| Task objective |
Only the last stretch of the records is wanted: restate word for word the line with "let wanted = name.to_lowercase();" and every line after it.

Stored data:
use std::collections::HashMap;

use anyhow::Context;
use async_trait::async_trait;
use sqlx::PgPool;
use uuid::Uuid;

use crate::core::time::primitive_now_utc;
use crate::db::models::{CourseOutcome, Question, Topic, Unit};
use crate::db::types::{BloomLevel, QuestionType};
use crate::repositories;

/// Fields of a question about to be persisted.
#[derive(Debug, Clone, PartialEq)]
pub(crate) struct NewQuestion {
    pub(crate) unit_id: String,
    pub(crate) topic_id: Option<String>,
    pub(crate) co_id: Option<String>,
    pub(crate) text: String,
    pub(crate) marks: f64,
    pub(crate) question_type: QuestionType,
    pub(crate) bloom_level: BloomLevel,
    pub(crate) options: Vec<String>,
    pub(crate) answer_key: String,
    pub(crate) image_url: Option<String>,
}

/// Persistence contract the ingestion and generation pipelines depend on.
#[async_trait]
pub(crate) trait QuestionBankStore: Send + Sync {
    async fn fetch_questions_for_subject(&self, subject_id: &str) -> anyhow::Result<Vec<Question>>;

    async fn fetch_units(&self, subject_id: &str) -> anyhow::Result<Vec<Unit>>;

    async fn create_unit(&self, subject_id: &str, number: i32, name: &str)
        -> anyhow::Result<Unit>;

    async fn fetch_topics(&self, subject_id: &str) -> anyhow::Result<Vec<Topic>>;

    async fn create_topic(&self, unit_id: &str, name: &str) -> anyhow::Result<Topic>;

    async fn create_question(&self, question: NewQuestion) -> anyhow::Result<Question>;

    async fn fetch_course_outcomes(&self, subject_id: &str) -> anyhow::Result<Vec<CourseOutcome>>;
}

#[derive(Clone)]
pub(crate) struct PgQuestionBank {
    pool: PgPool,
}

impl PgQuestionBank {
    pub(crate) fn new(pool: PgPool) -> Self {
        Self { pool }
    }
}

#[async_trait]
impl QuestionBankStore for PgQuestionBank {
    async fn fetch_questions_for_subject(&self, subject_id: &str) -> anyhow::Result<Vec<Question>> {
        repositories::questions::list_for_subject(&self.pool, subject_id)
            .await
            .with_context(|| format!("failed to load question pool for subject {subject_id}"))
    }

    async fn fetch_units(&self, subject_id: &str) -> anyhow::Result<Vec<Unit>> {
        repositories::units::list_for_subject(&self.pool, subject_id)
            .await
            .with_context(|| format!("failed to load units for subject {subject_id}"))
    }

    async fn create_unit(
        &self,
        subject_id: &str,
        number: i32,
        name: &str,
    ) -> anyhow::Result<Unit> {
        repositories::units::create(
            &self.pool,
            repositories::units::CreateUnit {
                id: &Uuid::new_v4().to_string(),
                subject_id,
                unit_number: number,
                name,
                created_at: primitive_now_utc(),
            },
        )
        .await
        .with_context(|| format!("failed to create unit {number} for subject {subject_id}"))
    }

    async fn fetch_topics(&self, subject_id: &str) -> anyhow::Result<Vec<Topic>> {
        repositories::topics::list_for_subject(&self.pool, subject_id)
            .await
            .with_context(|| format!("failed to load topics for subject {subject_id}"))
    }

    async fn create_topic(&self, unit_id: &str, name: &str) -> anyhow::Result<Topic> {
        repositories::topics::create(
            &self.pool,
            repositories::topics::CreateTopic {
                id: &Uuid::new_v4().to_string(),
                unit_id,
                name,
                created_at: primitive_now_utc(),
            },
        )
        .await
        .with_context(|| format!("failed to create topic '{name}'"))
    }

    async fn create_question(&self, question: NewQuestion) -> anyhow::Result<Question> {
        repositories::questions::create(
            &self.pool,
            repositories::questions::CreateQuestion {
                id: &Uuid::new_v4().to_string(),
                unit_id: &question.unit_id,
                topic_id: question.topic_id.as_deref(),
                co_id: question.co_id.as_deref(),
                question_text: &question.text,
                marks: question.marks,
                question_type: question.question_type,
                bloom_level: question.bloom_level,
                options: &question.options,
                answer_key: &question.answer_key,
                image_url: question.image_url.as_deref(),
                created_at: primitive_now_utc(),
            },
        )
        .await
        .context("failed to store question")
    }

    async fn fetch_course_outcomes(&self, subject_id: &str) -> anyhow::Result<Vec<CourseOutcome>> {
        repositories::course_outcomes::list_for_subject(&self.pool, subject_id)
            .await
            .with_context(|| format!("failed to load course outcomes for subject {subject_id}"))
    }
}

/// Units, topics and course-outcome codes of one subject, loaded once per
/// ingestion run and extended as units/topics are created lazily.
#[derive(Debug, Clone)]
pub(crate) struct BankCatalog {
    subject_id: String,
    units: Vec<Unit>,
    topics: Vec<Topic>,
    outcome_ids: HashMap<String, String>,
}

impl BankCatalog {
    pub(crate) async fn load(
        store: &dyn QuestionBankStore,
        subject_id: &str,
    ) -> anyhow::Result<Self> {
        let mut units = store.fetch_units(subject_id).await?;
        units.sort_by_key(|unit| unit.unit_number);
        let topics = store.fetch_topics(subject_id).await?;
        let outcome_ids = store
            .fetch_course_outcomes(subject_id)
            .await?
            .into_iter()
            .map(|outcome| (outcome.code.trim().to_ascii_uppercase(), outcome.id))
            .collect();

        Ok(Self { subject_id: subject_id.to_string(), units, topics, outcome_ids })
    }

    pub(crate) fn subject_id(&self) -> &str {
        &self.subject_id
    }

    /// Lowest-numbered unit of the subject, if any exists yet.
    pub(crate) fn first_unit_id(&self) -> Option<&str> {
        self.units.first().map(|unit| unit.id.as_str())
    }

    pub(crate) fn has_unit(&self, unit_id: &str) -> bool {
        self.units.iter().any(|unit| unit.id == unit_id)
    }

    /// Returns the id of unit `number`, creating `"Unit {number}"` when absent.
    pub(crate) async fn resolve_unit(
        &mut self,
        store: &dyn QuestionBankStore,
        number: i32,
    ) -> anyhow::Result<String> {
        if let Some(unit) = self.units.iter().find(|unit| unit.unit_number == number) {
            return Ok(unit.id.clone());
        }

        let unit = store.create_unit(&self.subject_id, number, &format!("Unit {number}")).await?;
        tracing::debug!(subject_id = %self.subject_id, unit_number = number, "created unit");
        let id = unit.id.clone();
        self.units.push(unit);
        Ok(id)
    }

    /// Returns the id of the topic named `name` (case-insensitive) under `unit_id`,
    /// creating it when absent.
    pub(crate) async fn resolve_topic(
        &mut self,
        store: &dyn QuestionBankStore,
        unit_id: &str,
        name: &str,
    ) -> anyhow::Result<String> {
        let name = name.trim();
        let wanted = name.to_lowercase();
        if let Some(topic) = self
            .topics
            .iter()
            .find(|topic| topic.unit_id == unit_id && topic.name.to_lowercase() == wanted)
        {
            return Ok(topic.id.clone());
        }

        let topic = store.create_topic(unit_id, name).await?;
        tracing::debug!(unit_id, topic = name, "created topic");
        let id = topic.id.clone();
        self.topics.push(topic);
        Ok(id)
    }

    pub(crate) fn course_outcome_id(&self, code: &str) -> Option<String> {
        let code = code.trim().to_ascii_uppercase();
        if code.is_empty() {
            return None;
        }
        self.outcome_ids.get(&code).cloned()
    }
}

| Expected output |
        let wanted = name.to_lowercase();
        if let Some(topic) = self
            .topics
            .iter()
            .find(|topic| topic.unit_id == unit_id && topic.name.to_lowercase() == wanted)
        {
            return Ok(topic.id.clone());
        }

        let topic = store.create_topic(unit_id, name).await?;
        tracing::debug!(unit_id, topic = name, "created topic");
        let id = topic.id.clone();
        self.topics.push(topic);
        Ok(id)
    }

    pub(crate) fn course_outcome_id(&self, code: &str) -> Option<String> {
        let code = code.trim().to_ascii_uppercase();
        if code.is_empty() {
            return None;
        }
        self.outcome_ids.get(&code).cloned()
    }
}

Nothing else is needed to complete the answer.